You are out to have a great time at the beach and you are planning to get a good tan during your vacation. Normally, you would buy all the required lotions and ointments required for outdoor tanning and you would be looking forward to hitting the beach. You could also plan to tan indoors. What about tanning eyewear protection? Have you thought of this?

Protect Your Eyes At All Cost

Your eyes are very precious - protect them at all costs, especially when you are planning to stay out in the sun for hours together. The tanning eyewear normally would protect you from any harmful influence of the ultraviolet rays. Check out the following tips which would help ensure that you do a good job at it. This is applicable for both outdoors and indoor tanning:

Wear your tanning eyewear closely fitting over the eyes. Check it carefully when you buy it whether is fits snugly. If there is any light leaking in, adjust the strap carefully to shut it out; if it cannot be shut out, change your eyewear.
You can avoid 'raccoon eyes' by using self-tanning eye lotions. Never remove your tanning eyewear to get your eyelids tanned. This could damage your eyes and your vision irreversibly.
Do not wear contacts during a tanning session - indoors or outdoors. The eyes might get irritated due to dryness and cause you pain and even infection. The tanning machines would tend to dry out the lens damaging it beyond repair.
Never share tanning eyewear; you would risk getting eye infection if the person who used it before you was suffering from any contagious eye problem.
Never attempt to remove or remove your protective tanning eyewear during a session for any reason whatsoever - while your skin gets tanned, your eyes can get burnt. You would definitely not want a disaster such as this to happen to you.

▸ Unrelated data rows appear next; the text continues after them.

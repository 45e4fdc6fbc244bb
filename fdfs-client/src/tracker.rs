//! Tracker queries.
//!
//! Every operation has a pooled form that takes a connection from the
//! [`TrackerGroup`] and closes it afterwards, and an `_on` form that runs on a
//! caller-held tracker connection.

use crate::config::ClientConfig;
use crate::connection::{Connection, ConnectionConfig, Endpoint};
use crate::error::ClientError;
use crate::tracker_group::TrackerGroup;
use bytes::{BufMut, BytesMut};
use fdfs_protocol::codec::{buff2long, put_fixed, trim_field};
use fdfs_protocol::command::tracker;
use fdfs_protocol::file_id::split_file_id;
use fdfs_protocol::{
    decode_records, errno, Charset, GroupStat, StorageStat, GROUP_NAME_MAX_LEN, IPADDR_SIZE,
    MAX_SERVERS_EACH_GROUP, PKG_LEN_SIZE, TRACKER_QUERY_STORAGE_FETCH_BODY_LEN,
    TRACKER_QUERY_STORAGE_STORE_BODY_LEN,
};
use serde::Serialize;
use std::sync::atomic::{AtomicU8, Ordering};
use std::sync::Arc;

/// Usable bytes of an IP address field.
const IP_LEN: usize = IPADDR_SIZE - 1;

/// One IP + port entry of a store-all response.
const STORE_ALL_ENTRY_LEN: usize = IP_LEN + PKG_LEN_SIZE;

/// A storage node chosen by the tracker.
#[derive(Debug, Clone, PartialEq, Eq, Serialize)]
pub struct StorageServer {
    pub endpoint: Endpoint,
    /// Store path to upload into; 0 for fetch/update answers.
    pub store_path_index: u8,
}

impl StorageServer {
    pub fn new(endpoint: Endpoint, store_path_index: u8) -> Self {
        Self {
            endpoint,
            store_path_index,
        }
    }

    pub async fn connect(&self, config: &ConnectionConfig) -> Result<Connection, ClientError> {
        Connection::connect(&self.endpoint, config).await
    }
}

/// Client for the tracker sub-protocol.
#[derive(Debug)]
pub struct TrackerClient {
    group: Arc<TrackerGroup>,
    charset: Charset,
    errno: AtomicU8,
}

What Are You Protected From?

The tanning process involves different types of ultraviolet light (UVB) which when let loose on the eyes can cause incredibly painful corneal burns. Similarly, the UVA light rays could enter the retina and cause serious burns and permanent internal eye damage, which can lead to blindness. Milder outcomes of strong exposure to ultraviolet rays are color blindness and night blindness.

Now that you know how to protect your eyes by including protective tanning eyewear in your tanning regimen, you are ready to catch some rays.